The firm currently thinks the best way to exploit opportunities "is through relative value positions by which we can express our preference for one region or sector over another and via the bottom-up selection of companies that have strong fundamentals, favorable valuations and improving momentum," Mr. Spinks said.
Other executives agreed that there are specific domestic Europe opportunities right now. Claire Shaw, portfolio manager, European equities, at SYZ Asset Management in Edinburgh, said the firm is a contrarian investor with an average holding period of three to five years, and looking to "exploit short-term thoughts" such as market fear.

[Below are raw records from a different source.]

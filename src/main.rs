// SPDX-License-Identifier: Apache-2.0
// Copyright (c) 2025 Au-Zone Technologies. All Rights Reserved.

use clap::Parser;
use edgefirst_overlay::{
    args::{Args, Backend},
    config::{OverlayConfig, SourceConfig},
    control::{ControlParam, OverlayControl},
    data::OverlayData,
    device::{sim::SimBackend, v4l2::V4l2Backend, OverlayBackend},
    error::OverlayError,
    format::FourCC,
    geometry::Rotation,
    handle::{HandleInfo, OverlayHandle},
};
use std::{
    error::Error,
    os::fd::OwnedFd,
    sync::mpsc,
    thread,
    time::{Duration, Instant},
};
use tracing::{debug, error, info, info_span, warn};
use tracing_subscriber::{filter::LevelFilter, prelude::*, Registry};

type ThreadResult = Result<(), Box<dyn Error + Send + Sync>>;

/// Handle as it crosses the thread boundary: both descriptors plus the
/// JSON encoded parameters.
type HandleParts = ([OwnedFd; 2], String);

const RETRY: Duration = Duration::from_millis(5);

fn main() -> Result<(), Box<dyn Error>> {
    let args = Args::parse();
    init_tracing(&args)?;

    let config = OverlayConfig::from(&args);
    config.validate()?;
    match args.backend {
        Backend::V4l2 => {
            let backend = V4l2Backend::new(&args.video1, &args.video2);
            run(backend.clone(), backend, config, &args)
        }
        Backend::Sim => {
            let backend = SimBackend::new()?;
            run(backend.clone(), backend, config, &args)
        }
    }
}

fn init_tracing(args: &Args) -> Result<(), Box<dyn Error>> {
    let level = match args.verbose {
        true => LevelFilter::DEBUG,
        false => LevelFilter::INFO,
    };

    let stdout = tracing_subscriber::fmt::layer().with_filter(level);
    let journald = match args.journald {
        true => Some(tracing_journald::layer()?.with_filter(level)),
        false => None,
    };
    let tracy = match args.tracy {
        true => {
            tracy_client::Client::start();
            Some(tracing_tracy::TracyLayer::new(tracing_tracy::DefaultConfig::default()))
        }
        false => None,
    };

    let subscriber = Registry::default().with(stdout).with(journald).with(tracy);
    tracing::subscriber::set_global_default(subscriber)?;
    tracing_log::LogTracer::init()?;
    Ok(())
}

fn run<B>(
    control_backend: B,
    data_backend: B,
    config: OverlayConfig,
    args: &Args,
) -> Result<(), Box<dyn Error>>
where
    B: OverlayBackend + Send + 'static,
{
    let input = args.input_size();
    let format = FourCC::from(args.format);
    let rotation = Rotation::from(args.rotation);

    let mut control = OverlayControl::new(control_backend, config)?;
    let id = control.create_overlay(input.width, input.height, format, SourceConfig::from(args))?;
    control.set_position(id, args.position())?;
    control.set_parameter(id, ControlParam::Transform(rotation.transform()))?;
    control.commit(id)?;
    info!("overlay window {} at {rotation}", args.position());

    let (tx, rx) = mpsc::channel::<HandleParts>();
    let data_args = args.clone();
    let producer = thread::spawn(move || -> ThreadResult {
        let _span = info_span!("data").entered();
        let ([device_fd, shared_fd], json) = rx.recv()?;
        let info = HandleInfo::from_json(&json)?;
        let handle = OverlayHandle::from_parts([device_fd, shared_fd], info);
        let mut data = OverlayData::new(data_backend, config)?;
        data.initialize(handle)?;
        play(&mut data, &data_args)?;
        data.close();
        Ok(())
    });

    let (fds, info) = control.handle(id)?.into_parts();
    tx.send((fds, info.to_json()?))?;

    let played = match producer.join() {
        Ok(result) => result.map_err(|e| e.to_string()),
        Err(_) => Err("data thread panicked".to_string()),
    };
    if let Err(e) = &played {
        error!("playback failed: {e}");
    }

    control.destroy_overlay(id)?;
    control.close();
    played.map_err(Into::into)
}

fn play<B: OverlayBackend>(data: &mut OverlayData<B>, args: &Args) -> ThreadResult {
    if let Some(crop) = &args.crop {
        data.set_crop(crop[0], crop[1], crop[2], crop[3])?;
    }

    let count = data.get_buffer_count()?;
    let (width, _) = data.input_size()?;
    let bpp = FourCC::from(args.format).bytes_per_pixel().unwrap_or(2) as usize;

    let mut prev = Instant::now();
    let mut history = vec![0; 30];
    let mut index = 0;
    for frame in 0..args.frames {
        let buffer = match frame < count {
            true => frame,
            false => dequeue(data)?,
        };
        fill_pattern(data.buffer_mut(buffer)?, width as usize * bpp, bpp, frame);
        data.queue_buffer(buffer)?;

        let fps = update_fps(&mut prev, &mut history, &mut index);
        debug!("frame {frame} buffer {buffer} fps {fps}");
    }
    info!("played {} frames", args.frames);
    Ok(())
}

/// Waits out the queue depth gate; the display keeps reclaiming buffers.
fn dequeue<B: OverlayBackend>(data: &mut OverlayData<B>) -> Result<u32, OverlayError> {
    loop {
        match data.dequeue_buffer() {
            Ok(buffer) => return Ok(buffer),
            Err(OverlayError::Busy { queued, required }) => {
                warn!("dequeue busy ({queued}/{required})");
                thread::sleep(RETRY);
            }
            Err(OverlayError::Device(nix::errno::Errno::EAGAIN)) => thread::sleep(RETRY),
            Err(e) => return Err(e),
        }
    }
}

/// Diagonal ramp shifted by four pixels per frame.
fn fill_pattern(frame: &mut [u8], stride: usize, bpp: usize, index: u32) {
    let shift = index as usize * 4;
    for (y, row) in frame.chunks_mut(stride).enumerate() {
        for (i, byte) in row.iter_mut().enumerate() {
            *byte = ((i / bpp + y + shift) & 0xff) as u8;
        }
    }
}

fn update_fps(prev: &mut Instant, history: &mut [i64], index: &mut usize) -> i64 {
    let now = Instant::now();

    let elapsed = now.duration_since(*prev);
    *prev = now;

    history[*index] = 1e9 as i64 / elapsed.as_nanos().max(1) as i64;
    *index = (*index + 1) % history.len();

    (history.iter().sum::<i64>() as f64 / history.len() as f64).round() as i64
}
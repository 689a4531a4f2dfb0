// SPDX-License-Identifier: Apache-2.0
// Copyright (c) 2025 Au-Zone Technologies. All Rights Reserved.

//! Streaming gate shared by the control commit path and the data queue path.
//!
//! Hardware streaming is only switched while both sides are ready. Callers
//! pass the locked [`SharedState`], so the flags checked here and the
//! stream flag updated here cannot change underneath the transition.

use crate::{device::OverlayDevice, error::Result, shared::SharedState};
use tracing::{debug, error, info};

/// What a gate request did.
#[derive(Debug, Clone, Copy, PartialEq, Eq)]
pub enum Transition {
    /// One side is not ready yet; nothing was touched.
    Deferred,
    /// The stream was already in the requested state.
    Unchanged,
    /// The hardware stream was switched.
    Switched,
}

/// Starts the hardware stream once both sides are ready.
pub fn enable_streaming<D>(state: &mut SharedState, device: &D) -> Result<Transition>
where
    D: OverlayDevice + ?Sized,
{
    if !state.ready() {
        debug!(
            "stream on deferred, control_ready={} data_ready={}",
            state.control_ready(),
            state.data_ready()
        );
        return Ok(Transition::Deferred);
    }
    if state.streaming() {
        return Ok(Transition::Unchanged);
    }

    device.stream_on().inspect_err(|e| error!("stream on failed: {e}"))?;
    state.set_streaming(true);
    info!("overlay streaming started");
    Ok(Transition::Switched)
}

/// Stops the hardware stream and forgets every queued buffer.
///
/// The queue counter is reset whenever both sides are ready, whether or not
/// the stream was running and even when the driver refuses to stop.
pub fn disable_streaming<D>(state: &mut SharedState, device: &D) -> Result<Transition>
where
    D: OverlayDevice + ?Sized,
{
    if !state.ready() {
        debug!("stream off deferred");
        return Ok(Transition::Deferred);
    }

    let outcome = if state.streaming() {
        match device.stream_off() {
            Ok(()) => {
                state.set_streaming(false);
                info!("overlay streaming stopped");
                Ok(Transition::Switched)
            }
            Err(e) => {
                error!("stream off failed: {e}");
                Err(e.into())
            }
        }
    } else {
        Ok(Transition::Unchanged)
    };
    state.reset_queue();
    outcome
}

#[cfg(test)]
mod tests {
    use super::*;
    use crate::{
        device::{
            sim::{SimBackend, SimCall, SimOp},
            BufferAttrs, OverlayBackend, Pipe,
        },
        error::OverlayError,
        format::YUYV,
    };
    use nix::errno::Errno;
    use std::error::Error;

    fn ready_device(sim: &SimBackend) -> Result<<SimBackend as OverlayBackend>::Device> {
        let dev = sim.open(Pipe::Video1)?;
        dev.init(64, 64, YUYV)?;
        dev.request_buffers(4, BufferAttrs::default())?;
        sim.take_calls(Pipe::Video1);
        Ok(dev)
    }

    #[test]
    fn deferred_until_both_ready() -> std::result::Result<(), Box<dyn Error>> {
        let sim = SimBackend::new()?;
        let dev = ready_device(&sim)?;
        let mut state = SharedState::default();

        state.set_control_ready(true);
        assert_eq!(enable_streaming(&mut state, &dev)?, Transition::Deferred);
        assert!(!state.streaming());
        assert!(sim.calls(Pipe::Video1).is_empty());

        state.set_data_ready(true);
        assert_eq!(enable_streaming(&mut state, &dev)?, Transition::Switched);
        assert_eq!(enable_streaming(&mut state, &dev)?, Transition::Unchanged);
        assert!(state.streaming());
        assert_eq!(sim.take_calls(Pipe::Video1), vec![SimCall::StreamOn]);
        Ok(())
    }

    #[test]
    fn stream_on_failure_leaves_flag_off() -> std::result::Result<(), Box<dyn Error>> {
        let sim = SimBackend::new()?;
        let dev = ready_device(&sim)?;
        let mut state = SharedState::default();
        state.set_control_ready(true);
        state.set_data_ready(true);

        sim.fail_next(Pipe::Video1, SimOp::StreamOn, Errno::EIO);
        let err = enable_streaming(&mut state, &dev).unwrap_err();
        assert!(matches!(err, OverlayError::Device(Errno::EIO)));
        assert!(!state.streaming());
        Ok(())
    }

    #[test]
    fn disable_resets_counter() -> std::result::Result<(), Box<dyn Error>> {
        let sim = SimBackend::new()?;
        let dev = ready_device(&sim)?;
        let mut state = SharedState::default();
        state.note_queued(4);
        state.note_queued(4);

        // not ready: counter untouched
        assert_eq!(disable_streaming(&mut state, &dev)?, Transition::Deferred);
        assert_eq!(state.queued(), 2);

        state.set_control_ready(true);
        state.set_data_ready(true);
        assert_eq!(disable_streaming(&mut state, &dev)?, Transition::Unchanged);
        assert_eq!(state.queued(), 0);

        enable_streaming(&mut state, &dev)?;
        state.note_queued(4);
        sim.fail_next(Pipe::Video1, SimOp::StreamOff, Errno::EIO);
        assert!(disable_streaming(&mut state, &dev).is_err());
        assert!(state.streaming());
        assert_eq!(state.queued(), 0);

        assert_eq!(disable_streaming(&mut state, &dev)?, Transition::Switched);
        assert!(!state.streaming());
        Ok(())
    }
}
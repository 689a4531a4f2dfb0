// SPDX-License-Identifier: Apache-2.0
// Copyright (c) 2025 Au-Zone Technologies. All Rights Reserved.

use crate::{device::Pipe, format::FourCC};
use serde::{Deserialize, Serialize};
use std::{
    io,
    os::fd::{AsFd, BorrowedFd, OwnedFd},
};

/// Plain data half of an overlay handle.
///
/// This is what travels next to the two descriptors when a handle crosses a
/// process boundary (for example over `SCM_RIGHTS`); it round trips through
/// JSON with [`HandleInfo::to_json`] and [`HandleInfo::from_json`].
#[derive(Debug, Clone, Copy, PartialEq, Eq, Serialize, Deserialize)]
pub struct HandleInfo {
    pub pipe: Pipe,
    pub width: u32,
    pub height: u32,
    /// V4L2 pixel format code.
    pub format: u32,
    pub buffers: u32,
    pub shared_size: u32,
}

impl HandleInfo {
    pub fn format(&self) -> FourCC {
        FourCC::from(self.format)
    }

    pub fn to_json(&self) -> serde_json::Result<String> {
        serde_json::to_string(self)
    }

    pub fn from_json(s: &str) -> serde_json::Result<Self> {
        serde_json::from_str(s)
    }
}

/// Everything the data side needs to attach to an overlay: the device and
/// shared segment descriptors plus the parameters the overlay was created
/// with. Both descriptors are private duplicates owned by the handle.
#[derive(Debug)]
pub struct OverlayHandle {
    device_fd: OwnedFd,
    shared_fd: OwnedFd,
    info: HandleInfo,
}

impl OverlayHandle {
    pub fn new(device_fd: OwnedFd, shared_fd: OwnedFd, info: HandleInfo) -> Self {
        Self {
            device_fd,
            shared_fd,
            info,
        }
    }

    pub fn info(&self) -> &HandleInfo {
        &self.info
    }

    pub fn device_fd(&self) -> BorrowedFd<'_> {
        self.device_fd.as_fd()
    }

    pub fn shared_fd(&self) -> BorrowedFd<'_> {
        self.shared_fd.as_fd()
    }

    pub fn try_clone(&self) -> io::Result<Self> {
        Ok(Self {
            device_fd: self.device_fd.try_clone()?,
            shared_fd: self.shared_fd.try_clone()?,
            info: self.info,
        })
    }

    /// Splits the handle into `[device, shared]` descriptors and its data.
    pub fn into_parts(self) -> ([OwnedFd; 2], HandleInfo) {
        ([self.device_fd, self.shared_fd], self.info)
    }

    pub fn from_parts(fds: [OwnedFd; 2], info: HandleInfo) -> Self {
        let [device_fd, shared_fd] = fds;
        Self::new(device_fd, shared_fd, info)
    }
}

#[cfg(test)]
mod tests {
    use super::*;
    use crate::format::YUYV;

    #[test]
    fn info_json() {
        let info = HandleInfo {
            pipe: Pipe::Video2,
            width: 640,
            height: 480,
            format: YUYV.into(),
            buffers: 6,
            shared_size: 4096,
        };
        let json = info.to_json().unwrap();
        assert!(json.contains("\"pipe\":\"Video2\""));
        let back = HandleInfo::from_json(&json).unwrap();
        assert_eq!(back, info);
        assert_eq!(back.format(), YUYV);
        assert!(HandleInfo::from_json("{\"pipe\":\"Video3\"}").is_err());
    }
}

"We have recently been buying a lot of companies that are exposed to volatility," Ms. Shaw said. Markets are in one of the "longest streaks of low volatility, so we've been buying those exposed (to volatility) that have been really hurt in the past few months. The market has been dumping those stocks."
The team is buying these companies in recognition that volatility will not be low forever, and is looking for high-quality businesses with attractive valuations. "We play the sentiment, and try to find the best quality businesses we can."
Regarding Europe specifically, sentiment is now bullish but "there are still political risks in Europe, and we don't know how Brexit will evolve," as well as upcoming German and Italian elections, Ms. Shaw said.
She said small- and midcap companies are interesting right now in the domestic Europe arena. "Year to date, European mid- and small caps are up 11% to 13%," outperforming large caps. "Clients say to me they want exposure to the improving macro story in Europe, and actually it is better to play that through some of the smaller companies in Europe. My allocations (in the first quarter) and assets under management grew pretty nicely on that theme, getting that exposure to the domestic bounce."
And when it comes to the U.K.'s exit from the EU, the team has been "looking at the Brexit victims — companies (that) have been punished on expectations that Brexit will hurt their business model." One result has been gaining exposure to a staffing company, which has good cash generation not reflected in its valuation.
Edward Perkin, chief equity investment officer at Eaton Vance (EV) Investments in Boston, said his sense is that U.S. and global investors looking to allocate to Europe are dipping "one toe in the water," leaning toward stronger economies in Europe, bellwether stocks and multinationals.
"The real bet, the real commitment, if you want to bet on Europe would be to go into the banking sector, more domestic-facing European companies. I don't think U.S. investors have done that yet." Mr. Perkin said these investors are simply looking at Europe from a "30,000-foot level," and have "not yet gone for it."